CRS, collaborating with Caritas Iraq, is assisting residents of Hawija, a city of about 100,000 people east of Mosul. Its liberation began a couple of weeks before the operation in Mosul.

But as the agency implements humanitarian aid plans for Mosul, two major concerns are at the forefront: getting access to those in need and getting them adequate shelter before winter.

“The main challenge that everyone is concerned about is the winter,” said Kevin Hartigan, CRS’s Cairo-based regional director for Europe, the Middle East, and Central Asia. “If we have to get them into some kind of shelter before winter, if the numbers are very high, it’s going to be a challenge. Camps are not ready to receive them…. It’s still warm now, but the winter is pretty harsh up there.”

“Also, we’ll have a hard time getting access to people because of the military activity,” Hartigan said.

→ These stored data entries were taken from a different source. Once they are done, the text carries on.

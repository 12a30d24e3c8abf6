//! Converts subject + payload into zero or more graph write rows.
//! This is the one component on the hot path that is pure
//! and synchronous: no I/O, no locks beyond the change cache's. A
//! subject whose payload fails to parse into a row is logged and
//! dropped here; a subject the change cache judges unchanged since
//! the last message returns no rows silently, since that's not an
//! error.

use std::collections::HashMap;

use serde_json::{json, Map, Value};
use tracing::{error, warn};

use crate::cache::{ChangeCache, ALL_TRACKS_TOLERANCE, DEFAULT_TOLERANCE};
use crate::messages::{AllTracksFrame, IntentProcessed};
use crate::subjects;

pub type Row = Map<String, Value>;

/// The ten node kinds a row can target, in the fixed write order the
/// batch writer applies them in.
#[derive(Debug, Clone, Copy, PartialEq, Eq, Hash, PartialOrd, Ord)]
pub enum EntityKind {
    Frame,
    Camera,
    PlayerTrack,
    BallTrack,
    PtzState,
    CamParams,
    CameraConfigUpdate,
    FusionBall3D,
    FusedPlayer,
    Intent,
}

impl EntityKind {
    /// The order [`crate::writer::BatchWriter`] applies batch_groups in.
    pub const WRITE_ORDER: [EntityKind; 10] = [
        EntityKind::Frame,
        EntityKind::Camera,
        EntityKind::PlayerTrack,
        EntityKind::BallTrack,
        EntityKind::PtzState,
        EntityKind::CamParams,
        EntityKind::CameraConfigUpdate,
        EntityKind::FusionBall3D,
        EntityKind::FusedPlayer,
        EntityKind::Intent,
    ];
}

#[derive(Debug, Clone)]
pub struct TaggedRow {
    pub kind: EntityKind,
    pub row: Row,
}

fn row(fields: Vec<(&str, Value)>) -> Row {
    fields.into_iter().map(|(k, v)| (k.to_string(), v)).collect()
}

fn tagged(kind: EntityKind, fields: Vec<(&str, Value)>) -> TaggedRow {
    TaggedRow {
        kind,
        row: row(fields),
    }
}

fn opt_f64(v: Option<f64>) -> Value {
    v.map(|x| json!(x)).unwrap_or(Value::Null)
}

fn opt_i64(v: Option<i64>) -> Value {
    v.map(|x| json!(x)).unwrap_or(Value::Null)
}

/// Reads `data.timestamp` (already ISO-8601 UTC) if present, else
/// `data.last_updated` (a Unix timestamp, converted), else falls back to
/// `system_timestamp` set for the current batch.
fn timestamp_for(data: &Value, system_timestamp: &str) -> String {
    if let Some(ts) = data.get("timestamp").and_then(Value::as_str) {
        return ts.to_string();
    }
    if let Some(unix) = data.get("last_updated").and_then(Value::as_f64) {
        if let Some(zoned) = jiff::Timestamp::from_second(unix as i64)
            .ok()
            .map(|t| t.to_zoned(jiff::tz::TimeZone::UTC))
        {
            return zoned.strftime("%Y-%m-%dT%H:%M:%S%.6fZ").to_string();
        }
    }
    system_timestamp.to_string()
}

/// Builds the zero-or-more write rows a single message produces. The
/// caller is responsible for skipping this call entirely while
/// `current_tick` is unset (no `tickperframe` message has been seen
/// yet).
pub struct RowBuilder<'a> {
    cache: &'a ChangeCache,
}
//! Transform and write telemetry into the graph database: message
//! validation, row construction, per-subject batching, connection
//! pooling, batched writes, TTL retention sweeps, and one-time scene
//! bootstrap.

pub mod bolt;
pub mod bootstrap;
pub mod buffer;
pub mod cache;
pub mod client;
pub mod config;
pub mod messages;
pub mod metrics;
pub mod rows;
pub mod subjects;
pub mod ttl;
pub mod writer;

pub use bootstrap::{CameraConfigSeed, FixedSceneProvider, SceneBootstrapper, SceneProvider};
pub use buffer::{BatchBuffer, BatchInfo, Entry, SubjectRate};
pub use cache::ChangeCache;
pub use client::{GraphClient, SharedGraphClient};
pub use config::Config;
pub use metrics::{Metrics, Summary};
pub use rows::{group_by_kind, EntityKind, Row, RowBuilder, TaggedRow};
pub use ttl::{Sweeper, SweepStats};
pub use writer::BatchWriter;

But Catholic Relief is preparing to provide water, food, shelter and sanitation to the displaced from Mosul.

Hartigan said that people coming out of Hawija are telling “awful stories” about what life was like under ISIS rule.

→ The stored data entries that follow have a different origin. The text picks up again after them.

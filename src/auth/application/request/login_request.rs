use serde::Serialize;

/// Body of the `access/ticket` login call.
///
/// The username carries the realm (`root@pam`), matching the userid format
/// stored in the cluster config file.
#[derive(Debug, Clone, Serialize)]
pub struct LoginRequest {
    pub username: String,
    pub password: String,
}
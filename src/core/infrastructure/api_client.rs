//! Internal HTTP client that attaches authentication to API calls.

use crate::{
    auth::application::service::login_service::LoginService,
    core::domain::{
        error::{ProxmoxError, ProxmoxResult},
        model::{auth::Auth, connection::Connection},
    },
};
use reqwest::Client;
use serde::Deserialize;
use serde::de::DeserializeOwned;

/// Envelope wrapping every API payload.
#[derive(Debug, Deserialize)]
struct ApiData<T> {
    data: T,
}

/// HTTP client bound to one cluster endpoint.
///
/// Once [`login`](ApiClient::login) has stored a ticket, every request
/// carries the `PVEAuthCookie` cookie and `CSRFPreventionToken` header.
/// There is no refresh: a ticket expiring mid-run surfaces as an API error
/// on the next call.
#[derive(Debug)]
pub struct ApiClient {
    http_client: Client,
    connection: Connection,
    auth: Option<Auth>,
}

impl ApiClient {
    /// Creates a new `ApiClient`. The client starts unauthenticated.
    ///
    /// # Errors
    /// Returns `ProxmoxError::Connection` if the HTTP client cannot be
    /// built.
    pub fn new(connection: Connection) -> ProxmoxResult<Self> {
        let http_client = Client::builder()
            .danger_accept_invalid_certs(connection.accept_invalid_certs())
            .build()
            .map_err(|e| ProxmoxError::Connection(e.to_string()))?;

        Ok(Self {
            http_client,
            connection,
            auth: None,
        })
    }

    /// Returns a reference to the underlying connection details.
    pub fn connection(&self) -> &Connection {
        &self.connection
    }

    /// Obtains a ticket for the configured credentials.
    pub async fn login(&mut self) -> ProxmoxResult<()> {
        let service = LoginService::new();
        self.auth = Some(service.execute(&self.connection).await?);
        Ok(())
    }

    /// Returns `true` if the client holds a ticket.
    pub fn is_authenticated(&self) -> bool {
        self.auth.is_some()
    }

    /// Installs an already-obtained ticket pair.
    pub fn set_auth(&mut self, auth: Auth) {
        self.auth = Some(auth);
    }

    /// Performs an authenticated GET request and unwraps the `data`
    /// envelope.
    ///
    /// # Errors
    /// Returns `ProxmoxError::Connection` if the request fails, the server
    /// answers with a non-success status, or the response cannot be
    /// parsed.
    pub async fn get<T>(&self, path: &str) -> ProxmoxResult<T>
    where
        T: DeserializeOwned,
    {
        let base = self.connection.url().as_str().trim_end_matches('/');
        let url = format!("{}/api2/json/{}", base, path.trim_start_matches('/'));

        let mut req_builder = self.http_client.get(&url);
        if let Some(auth) = self.auth.as_ref() {
            req_builder = req_builder
                .header("Cookie", auth.cookie_header())
                .header("CSRFPreventionToken", auth.csrf_token());
        }

        let response = req_builder
            .send()
            .await
            .map_err(|e| ProxmoxError::Connection(format!("HTTP request failed: {}", e)))?;

        if !response.status().is_success() {
            let status = response.status();
            let error_text = response
                .text()
                .await
                .unwrap_or_else(|_| "unknown".to_string());
            return Err(ProxmoxError::Connection(format!(
                "API error ({}): {}",
                status, error_text
            )));
        }

        let envelope = response
            .json::<ApiData<T>>()
            .await
            .map_err(|e| ProxmoxError::Connection(format!("Failed to parse response: {}", e)))?;
        Ok(envelope.data)
    }
}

“One family spent about two years plotting escape, moving to different villages trying to get near to the edge of ISIS territory,” he said. “Their main concern was their boy, who was about 11. His grandmother said ISIS would take the boy. They didn’t send the kids to school all this time. It sounds like there’s a lot of press-ganging of young boys into their armed forces.”

If ISIS knew the family was thinking of escaping, Hartigan related, “they would be killed.”

Meanwhile, CRS continues to assist Christians who are internally displaced in Erbil, capital of the Kurdish autonomous region of northern Iraq.

“Our focus is on education,” Hartigan said. “Many of the children have been out of school for a couple of years. So we’re trying to create schools, classrooms, training teachers, so these kids don’t become a lost generation, educationally.”

In addition to humanitarian concerns, there are also worries about the future of the region, once ISIS is defeated.

“We are going to face a new challenge with liberating Mosul,” said Chaldean Archbishop Bashar Warda of Erbil, Iraqi Kurdistan, during a visit to New York Monday.

“How are we going to convince [Christians] to go back to their villages? We need a plan. We need some good, concrete plans.”

The archbishop was visiting the offices of the Catholic Near East Welfare Association, which has been supporting internally displaced persons in northern Iraq.

People need “social intervention and political intervention, economic intervention and, most importantly, how we are going to reconcile all those divided groups which will remain, and they’ve been called to live together?” Archbishop Warda said.

An Iraqi priest of the Church of the East who runs the Christian Aid Program in Northern Iraq, Archimandrite Emanuel Youkhana, said during a recent visit to CNEWA, “Certain conditions, certain guarantees, have to be met to prevent this from happening again. How do we restore coexistence and mutual trust?”